Na carta aos Romanos, Paulo afirma que Deus conduz as pessoas ao arrependimento por sua bondade. Ou será que você despreza as riquezas da sua bondade, tolerância e paciência, não reconhecendo que a bondade de Deus o leva ao arrependimento? (Romanos 2.4).
Victor Hugo acerta no alvo ao fazer o bispo encarnar a Graça. Sua atitude estabelece uma verdade que percorrerá Os Miseráveis: só o amor tem poder de transformar. Ninguém muda sob ameaça. Arrazoamentos teológicos são impotentes para convencer.  Jesus esperou que seus discípulos fossem conhecidos por amar, nunca por doutrinar. Com isso todos saberão que vocês são meus discípulos, se vocês se amarem uns aos outros (João 13.35).
Deus elogia mesmo na expectativa de arrependimento e mudança; quando quer humilhar, exalta; quando deseja constranger, abandona o rigor da lei e perdoa. Deus recebe com festa ao invés de repreender. Entre vasculhar o passado e apostar no futuro, prefere o futuro. Um dos efeitos da Graça é fazer com que o bem não fique extrínseco, distante, da alma. Conta-se que Plutarco tentou colocar um cadáver em pé. Por mais que procurasse uma maneira de fazer o morto se manter ereto, o corpo caía. Finalmente, concluiu: Falta alguma coisa dentro dele. Metaforicamente, somente através da autoestima se consegue manter uma pessoa em pé. Sem ela, a dignidade fica abalada, a coragem, minada e o entusiasmo, perdido.

Jesus descreveu o amor do Pai pelo Pródigo nesses termos. O filho volta para casa ainda sujo, sem sequer mostrar obras dignas de arrependimento. O pai, contudo (a parábola narra um raríssimo exemplo de Deus com pressa), abraça o filho, coloca anel no dedo, calça os pés e agasalha os seus ombros. O rapaz ensaiou pedir para ser apenas um dos empregados da casa. O velho, porém, interrompe a fala meticulosamente ensaiada e ordena que preparem uma festa. A partir daquele dia, o filho se torna escravo da bondade. O amor, mesmo depois de tudo o que fez, tem força de constrangê-lo e transformá-lo.

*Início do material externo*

// src/ingest/providers/http.rs
use std::time::Duration;

use async_trait::async_trait;

use crate::error::IngestError;

pub const USER_AGENT: &str = "chain-map-aggregator/0.1";

/// Retrieves raw payloads for one source: one body per upstream endpoint.
#[async_trait]
pub trait Fetcher: Send + Sync {
    async fn fetch(&self) -> Result<Vec<Vec<u8>>, IngestError>;
}

/// Connect/total timeouts for upstream requests.
#[derive(Debug, Clone, Copy)]
pub struct HttpTimeouts {
    pub connect: Duration,
    pub total: Duration,
}

impl Default for HttpTimeouts {
    fn default() -> Self {
        Self {
            connect: Duration::from_secs(5),
            total: Duration::from_secs(15),
        }
    }
}

/// GETs every URL in order; any failure fails the whole fetch so a source is
/// never replaced with a partial district set.
pub struct HttpFetcher {
    client: reqwest::Client,
    urls: Vec<String>,
    query: Vec<(String, String)>,
}

impl HttpFetcher {
    pub fn new<I, S>(urls: I, timeouts: HttpTimeouts) -> Result<Self, IngestError>
    where
        I: IntoIterator<Item = S>,
        S: Into<String>,
    {
        let client = reqwest::Client::builder()
            .user_agent(USER_AGENT)
            .connect_timeout(timeouts.connect)
            .timeout(timeouts.total)
            .build()
            .map_err(|e| IngestError::Config(format!("http client: {e}")))?;
        Ok(Self {
            client,
            urls: urls.into_iter().map(Into::into).collect(),
            query: Vec::new(),
        })
    }

    /// Query parameter appended to every request (e.g. an API key).
    pub fn with_query(mut self, key: &str, value: &str) -> Self {
        self.query.push((key.to_string(), value.to_string()));
        self
    }

    async fn get(&self, url: &str) -> Result<Vec<u8>, IngestError> {
        let resp = self
            .client
            .get(url)
            .query(&self.query)
            .send()
            .await
            .map_err(|e| IngestError::fetch(format!("{url}: {}", e.without_url())))?;

        let status = resp.status();
        if !status.is_success() {
            return Err(IngestError::Status {
                status: status.as_u16(),
                url: url.to_string(),
            });
        }

        let body = resp
            .bytes()
            .await
            .map_err(|e| IngestError::fetch(format!("{url}: reading body: {}", e.without_url())))?;
        if body.iter().all(u8::is_ascii_whitespace) {
            return Err(IngestError::fetch(format!("{url}: empty body")));
        }
        Ok(body.to_vec())
    }
}

#[async_trait]
impl Fetcher for HttpFetcher {
    async fn fetch(&self) -> Result<Vec<Vec<u8>>, IngestError> {
        let mut out = Vec::with_capacity(self.urls.len());
        for url in &self.urls {
            tracing::debug!(target: "ingest", url = %url, "fetching");
            out.push(self.get(url).await?);
        }
        Ok(out)
    }
}

/// Serves fixed payloads; used for fixtures and offline runs.
#[derive(Debug, Clone)]
pub struct StaticFetcher {
    payloads: Vec<Vec<u8>>,
}

impl StaticFetcher {
    pub fn from_fixture(body: &str) -> Self {
        Self {
            payloads: vec![body.as_bytes().to_vec()],
        }
    }

    pub fn from_payloads(payloads: Vec<Vec<u8>>) -> Self {
        Self { payloads }
    }
}

#[async_trait]
impl Fetcher for StaticFetcher {
    async fn fetch(&self) -> Result<Vec<Vec<u8>>, IngestError> {
        Ok(self.payloads.clone())
    }
}

/// Registered source that cannot run yet, e.g. Nevada 511 without an API key.
/// Every attempt fails, so the source shows up in the cycle's error list.
#[derive(Debug, Clone)]
pub struct UnconfiguredFetcher {
    reason: String,
}

impl UnconfiguredFetcher {
    pub fn new(reason: impl Into<String>) -> Self {
        Self {
            reason: reason.into(),
        }
    }
}

#[async_trait]
impl Fetcher for UnconfiguredFetcher {
    async fn fetch(&self) -> Result<Vec<Vec<u8>>, IngestError> {
        Err(IngestError::Config(self.reason.clone()))
    }
}
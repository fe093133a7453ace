// src/ingest/providers/caltrans_kml.rs
//! Caltrans QuickMap chain-control KML.
//!
//! Placemarks can sit at any depth (folders, nested documents), so this is a
//! single streaming pass with an element stack rather than a typed
//! deserialization.

use quick_xml::events::Event as XmlEvent;
use quick_xml::Reader;

use super::{first_coordinate, ParseContext};
use crate::error::IngestError;
use crate::ingest::clean_text;
use crate::ingest::extract::{extract_chain_level, extract_direction, extract_highway, RouteTable};
use crate::ingest::types::{EventKind, NormalizedEvent, SourceId};

pub const DEFAULT_URL: &str = "https://quickmap.dot.ca.gov/data/cc.kml";

const FALLBACK_TITLE: &str = "Chain control";

#[derive(Default)]
struct RawPlacemark {
    name: String,
    description: String,
    point_coords: Option<String>,
    line_coords: Option<String>,
}

/// Parse a KML document into relevant chain-control events.
pub fn parse(body: &[u8], ctx: &ParseContext) -> Result<Vec<NormalizedEvent>, IngestError> {
    let mut reader = Reader::from_reader(body);
    reader.config_mut().trim_text(true);

    let mut buf = Vec::new();
    let mut stack: Vec<String> = Vec::new();
    let mut saw_root = false;
    // (stack depth of the Placemark element, collected fields)
    let mut current: Option<(usize, RawPlacemark)> = None;
    let mut out = Vec::new();

    loop {
        let ev = reader.read_event_into(&mut buf).map_err(|e| {
            IngestError::parse(format!(
                "kml at byte {}: {e}",
                reader.buffer_position()
            ))
        })?;
        match ev {
            XmlEvent::Start(e) => {
                let tag = String::from_utf8_lossy(e.local_name().as_ref()).into_owned();
                if tag == "kml" || tag == "Document" {
                    saw_root = true;
                }
                if tag == "Placemark" && current.is_none() {
                    current = Some((stack.len(), RawPlacemark::default()));
                }
                stack.push(tag);
            }
            XmlEvent::End(_) => {
                stack.pop();
                if matches!(current, Some((depth, _)) if depth == stack.len()) {
                    if let Some((_, pm)) = current.take() {
                        if let Some(ev) = placemark_to_event(pm, ctx) {
                            out.push(ev);
                        }
                    }
                }
            }
            XmlEvent::Text(t) => {
                if let Some((depth, pm)) = current.as_mut() {
                    let text = t
                        .unescape()
                        .map(|s| s.into_owned())
                        .unwrap_or_else(|_| String::from_utf8_lossy(&t).into_owned());
                    collect_text(pm, *depth, &stack, text);
                }
            }
            XmlEvent::CData(c) => {
                if let Some((depth, pm)) = current.as_mut() {
                    let text = String::from_utf8_lossy(&c.into_inner()).into_owned();
                    collect_text(pm, *depth, &stack, text);
                }
            }
            XmlEvent::Eof => break,
            _ => {}
        }
        buf.clear();
    }

    if !saw_root {
        return Err(IngestError::parse("kml: no <kml> or <Document> root"));
    }
    Ok(out)
}

fn collect_text(pm: &mut RawPlacemark, pm_depth: usize, stack: &[String], text: String) {
    let Some(parent) = stack.last() else {
        return;
    };
    let direct_child = stack.len() == pm_depth + 2;
    match parent.as_str() {
        "name" if direct_child => pm.name.push_str(&text),
        "description" if direct_child => pm.description.push_str(&text),
        "coordinates" => {
            let within = |geom: &str| stack[pm_depth..].iter().any(|s| s == geom);
            if within("Point") {
                pm.point_coords.get_or_insert_with(String::new).push_str(&text);
            } else if within("LineString") {
                pm.line_coords.get_or_insert_with(String::new).push_str(&text);
            }
        }
        _ => {}
    }
}

fn placemark_to_event(pm: RawPlacemark, ctx: &ParseContext) -> Option<NormalizedEvent> {
    let name = clean_text(&pm.name);
    let description = clean_text(&pm.description);
    let point = pm
        .point_coords
        .as_deref()
        .and_then(first_coordinate)
        .or_else(|| pm.line_coords.as_deref().and_then(first_coordinate));

    if name.is_empty() && description.is_empty() && point.is_none() {
        return None;
    }

    let combined = format!("{name} {description}");
    let combined = combined.trim();
    let table = RouteTable::California;
    let highway = extract_highway(combined, table);

    let relevant = match (&highway, point) {
        (Some(hw), _) if table.is_allowed(hw) => true,
        (_, Some(p)) => ctx.bounds.contains(p),
        _ => false,
    };
    if !relevant {
        return None;
    }

    let title = first_non_empty(&[&name, &description]).unwrap_or(FALLBACK_TITLE);
    let status_text = first_non_empty(&[&description, &name]).unwrap_or(FALLBACK_TITLE);

    Some(
        NormalizedEvent {
            id: String::new(),
            source: SourceId::CaltransQuickmap,
            kind: EventKind::ChainControl,
            direction: extract_direction(combined),
            chain_level: Some(extract_chain_level(combined)),
            highway,
            title: title.to_string(),
            status_text: status_text.to_string(),
            point,
            validity_window: None,
            closure: None,
            encoded_polyline: None,
            last_updated_at: ctx.generated_at,
        }
        .sealed(),
    )
}

fn first_non_empty<'a>(candidates: &[&'a String]) -> Option<&'a str> {
    candidates
        .iter()
        .find(|s| !s.is_empty())
        .map(|s| s.as_str())
}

O mundo mostra sinais de cansaço com a religião que exclui, condena, guerreia. O bispo Bienvenu continua proclamando a alvissareira notícia do evangelho: Deus não fecha portas. Ele ainda hospeda os que ninguém quer; ainda acolhe sem ameaçar com castigo; e ainda se deleita em conjugar os verbos dignificar e libertar.